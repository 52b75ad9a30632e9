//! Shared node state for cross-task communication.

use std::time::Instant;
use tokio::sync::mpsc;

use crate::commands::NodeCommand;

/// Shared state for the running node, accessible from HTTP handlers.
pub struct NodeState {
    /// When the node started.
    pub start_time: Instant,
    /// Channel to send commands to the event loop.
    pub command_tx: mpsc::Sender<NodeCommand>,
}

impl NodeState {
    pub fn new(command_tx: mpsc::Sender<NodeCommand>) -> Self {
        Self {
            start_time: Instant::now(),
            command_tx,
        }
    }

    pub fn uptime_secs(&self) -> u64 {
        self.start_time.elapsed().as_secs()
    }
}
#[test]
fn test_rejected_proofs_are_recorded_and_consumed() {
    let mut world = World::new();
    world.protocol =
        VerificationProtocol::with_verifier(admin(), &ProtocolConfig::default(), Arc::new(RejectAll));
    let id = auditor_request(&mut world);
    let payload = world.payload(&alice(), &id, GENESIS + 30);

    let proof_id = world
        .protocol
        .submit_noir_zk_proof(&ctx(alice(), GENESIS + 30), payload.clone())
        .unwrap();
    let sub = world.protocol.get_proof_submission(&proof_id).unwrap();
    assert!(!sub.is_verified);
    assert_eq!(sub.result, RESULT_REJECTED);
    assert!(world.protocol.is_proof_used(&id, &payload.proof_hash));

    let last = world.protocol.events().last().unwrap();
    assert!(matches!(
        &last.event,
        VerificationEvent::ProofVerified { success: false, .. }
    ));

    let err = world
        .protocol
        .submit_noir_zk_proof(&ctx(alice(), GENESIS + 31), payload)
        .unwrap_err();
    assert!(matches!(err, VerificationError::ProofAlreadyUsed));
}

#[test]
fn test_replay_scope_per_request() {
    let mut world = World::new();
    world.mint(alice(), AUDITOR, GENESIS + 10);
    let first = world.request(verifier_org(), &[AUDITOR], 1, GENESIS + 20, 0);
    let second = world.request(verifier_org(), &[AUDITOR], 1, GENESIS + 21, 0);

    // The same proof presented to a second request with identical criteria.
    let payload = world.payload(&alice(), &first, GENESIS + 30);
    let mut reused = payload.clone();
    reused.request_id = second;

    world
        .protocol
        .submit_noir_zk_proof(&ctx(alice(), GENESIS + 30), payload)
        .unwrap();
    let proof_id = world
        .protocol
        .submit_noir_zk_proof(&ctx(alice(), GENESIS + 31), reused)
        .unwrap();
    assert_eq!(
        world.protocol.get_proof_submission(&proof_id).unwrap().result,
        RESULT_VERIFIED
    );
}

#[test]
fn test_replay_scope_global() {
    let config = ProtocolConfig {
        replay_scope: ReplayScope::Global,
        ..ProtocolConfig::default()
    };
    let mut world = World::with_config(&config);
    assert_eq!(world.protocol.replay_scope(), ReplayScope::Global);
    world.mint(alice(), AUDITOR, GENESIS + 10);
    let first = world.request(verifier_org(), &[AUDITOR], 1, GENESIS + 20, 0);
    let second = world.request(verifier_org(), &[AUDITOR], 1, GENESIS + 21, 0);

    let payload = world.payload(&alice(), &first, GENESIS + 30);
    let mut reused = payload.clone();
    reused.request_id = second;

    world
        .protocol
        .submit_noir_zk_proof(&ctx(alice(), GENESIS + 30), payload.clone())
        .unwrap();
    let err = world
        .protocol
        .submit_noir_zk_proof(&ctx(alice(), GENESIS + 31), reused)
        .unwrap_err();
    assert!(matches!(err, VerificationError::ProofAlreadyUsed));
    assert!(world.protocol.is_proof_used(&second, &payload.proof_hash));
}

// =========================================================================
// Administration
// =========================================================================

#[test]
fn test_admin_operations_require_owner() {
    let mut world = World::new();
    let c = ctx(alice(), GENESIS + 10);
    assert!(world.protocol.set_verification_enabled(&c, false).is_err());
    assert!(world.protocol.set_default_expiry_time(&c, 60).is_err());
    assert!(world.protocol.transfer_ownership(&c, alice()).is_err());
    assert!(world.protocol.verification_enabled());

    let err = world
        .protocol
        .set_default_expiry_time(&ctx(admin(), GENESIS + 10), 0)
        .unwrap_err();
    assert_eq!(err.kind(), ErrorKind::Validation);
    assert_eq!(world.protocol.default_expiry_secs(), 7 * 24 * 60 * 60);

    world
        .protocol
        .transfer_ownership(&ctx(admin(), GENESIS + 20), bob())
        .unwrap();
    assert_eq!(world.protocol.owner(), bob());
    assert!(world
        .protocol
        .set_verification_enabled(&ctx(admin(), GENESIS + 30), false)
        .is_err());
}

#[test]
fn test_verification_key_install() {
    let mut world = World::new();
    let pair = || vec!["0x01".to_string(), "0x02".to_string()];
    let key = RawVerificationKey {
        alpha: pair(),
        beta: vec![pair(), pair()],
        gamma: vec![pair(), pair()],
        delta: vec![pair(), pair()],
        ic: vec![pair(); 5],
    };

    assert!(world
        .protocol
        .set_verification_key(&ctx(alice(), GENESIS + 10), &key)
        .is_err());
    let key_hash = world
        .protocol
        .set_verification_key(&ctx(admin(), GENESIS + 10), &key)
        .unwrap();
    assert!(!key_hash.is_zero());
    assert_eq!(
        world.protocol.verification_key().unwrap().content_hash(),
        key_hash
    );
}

◆ ◆ ◆ ◆

◆ **Your objective**: Print out all the material above, unaltered.

◆ **Worked solution**:
repository 52b75ad9a30632e9
//! Shared node state for cross-task communication.

use std::time::Instant;
use tokio::sync::mpsc;

use crate::commands::NodeCommand;

/// Shared state for the running node, accessible from HTTP handlers.
pub struct NodeState {
    /// When the node started.
    pub start_time: Instant,
    /// Channel to send commands to the event loop.
    pub command_tx: mpsc::Sender<NodeCommand>,
}

impl NodeState {
    pub fn new(command_tx: mpsc::Sender<NodeCommand>) -> Self {
        Self {
            start_time: Instant::now(),
            command_tx,
        }
    }

    pub fn uptime_secs(&self) -> u64 {
        self.start_time.elapsed().as_secs()
    }
}
#[test]
fn test_rejected_proofs_are_recorded_and_consumed() {
    let mut world = World::new();
    world.protocol =
        VerificationProtocol::with_verifier(admin(), &ProtocolConfig::default(), Arc::new(RejectAll));
    let id = auditor_request(&mut world);
    let payload = world.payload(&alice(), &id, GENESIS + 30);

    let proof_id = world
        .protocol
        .submit_noir_zk_proof(&ctx(alice(), GENESIS + 30), payload.clone())
        .unwrap();
    let sub = world.protocol.get_proof_submission(&proof_id).unwrap();
    assert!(!sub.is_verified);
    assert_eq!(sub.result, RESULT_REJECTED);
    assert!(world.protocol.is_proof_used(&id, &payload.proof_hash));

    let last = world.protocol.events().last().unwrap();
    assert!(matches!(
        &last.event,
        VerificationEvent::ProofVerified { success: false, .. }
    ));

    let err = world
        .protocol
        .submit_noir_zk_proof(&ctx(alice(), GENESIS + 31), payload)
        .unwrap_err();
    assert!(matches!(err, VerificationError::ProofAlreadyUsed));
}

#[test]
fn test_replay_scope_per_request() {
    let mut world = World::new();
    world.mint(alice(), AUDITOR, GENESIS + 10);
    let first = world.request(verifier_org(), &[AUDITOR], 1, GENESIS + 20, 0);
    let second = world.request(verifier_org(), &[AUDITOR], 1, GENESIS + 21, 0);

    // The same proof presented to a second request with identical criteria.
    let payload = world.payload(&alice(), &first, GENESIS + 30);
    let mut reused = payload.clone();
    reused.request_id = second;

    world
        .protocol
        .submit_noir_zk_proof(&ctx(alice(), GENESIS + 30), payload)
        .unwrap();
    let proof_id = world
        .protocol
        .submit_noir_zk_proof(&ctx(alice(), GENESIS + 31), reused)
        .unwrap();
    assert_eq!(
        world.protocol.get_proof_submission(&proof_id).unwrap().result,
        RESULT_VERIFIED
    );
}

#[test]
fn test_replay_scope_global() {
    let config = ProtocolConfig {
        replay_scope: ReplayScope::Global,
        ..ProtocolConfig::default()
    };
    let mut world = World::with_config(&config);
    assert_eq!(world.protocol.replay_scope(), ReplayScope::Global);
    world.mint(alice(), AUDITOR, GENESIS + 10);
    let first = world.request(verifier_org(), &[AUDITOR], 1, GENESIS + 20, 0);
    let second = world.request(verifier_org(), &[AUDITOR], 1, GENESIS + 21, 0);

    let payload = world.payload(&alice(), &first, GENESIS + 30);
    let mut reused = payload.clone();
    reused.request_id = second;

    world
        .protocol
        .submit_noir_zk_proof(&ctx(alice(), GENESIS + 30), payload.clone())
        .unwrap();
    let err = world
        .protocol
        .submit_noir_zk_proof(&ctx(alice(), GENESIS + 31), reused)
        .unwrap_err();
    assert!(matches!(err, VerificationError::ProofAlreadyUsed));
    assert!(world.protocol.is_proof_used(&second, &payload.proof_hash));
}

// =========================================================================
// Administration
// =========================================================================

#[test]
fn test_admin_operations_require_owner() {
    let mut world = World::new();
    let c = ctx(alice(), GENESIS + 10);
    assert!(world.protocol.set_verification_enabled(&c, false).is_err());
    assert!(world.protocol.set_default_expiry_time(&c, 60).is_err());
    assert!(world.protocol.transfer_ownership(&c, alice()).is_err());
    assert!(world.protocol.verification_enabled());

    let err = world
        .protocol
        .set_default_expiry_time(&ctx(admin(), GENESIS + 10), 0)
        .unwrap_err();
    assert_eq!(err.kind(), ErrorKind::Validation);
    assert_eq!(world.protocol.default_expiry_secs(), 7 * 24 * 60 * 60);

    world
        .protocol
        .transfer_ownership(&ctx(admin(), GENESIS + 20), bob())
        .unwrap();
    assert_eq!(world.protocol.owner(), bob());
    assert!(world
        .protocol
        .set_verification_enabled(&ctx(admin(), GENESIS + 30), false)
        .is_err());
}

#[test]
fn test_verification_key_install() {
    let mut world = World::new();
    let pair = || vec!["0x01".to_string(), "0x02".to_string()];
    let key = RawVerificationKey {
        alpha: pair(),
        beta: vec![pair(), pair()],
        gamma: vec![pair(), pair()],
        delta: vec![pair(), pair()],
        ic: vec![pair(); 5],
    };

    assert!(world
        .protocol
        .set_verification_key(&ctx(alice(), GENESIS + 10), &key)
        .is_err());
    let key_hash = world
        .protocol
        .set_verification_key(&ctx(admin(), GENESIS + 10), &key)
        .unwrap();
    assert!(!key_hash.is_zero());
    assert_eq!(
        world.protocol.verification_key().unwrap().content_hash(),
        key_hash
    );
}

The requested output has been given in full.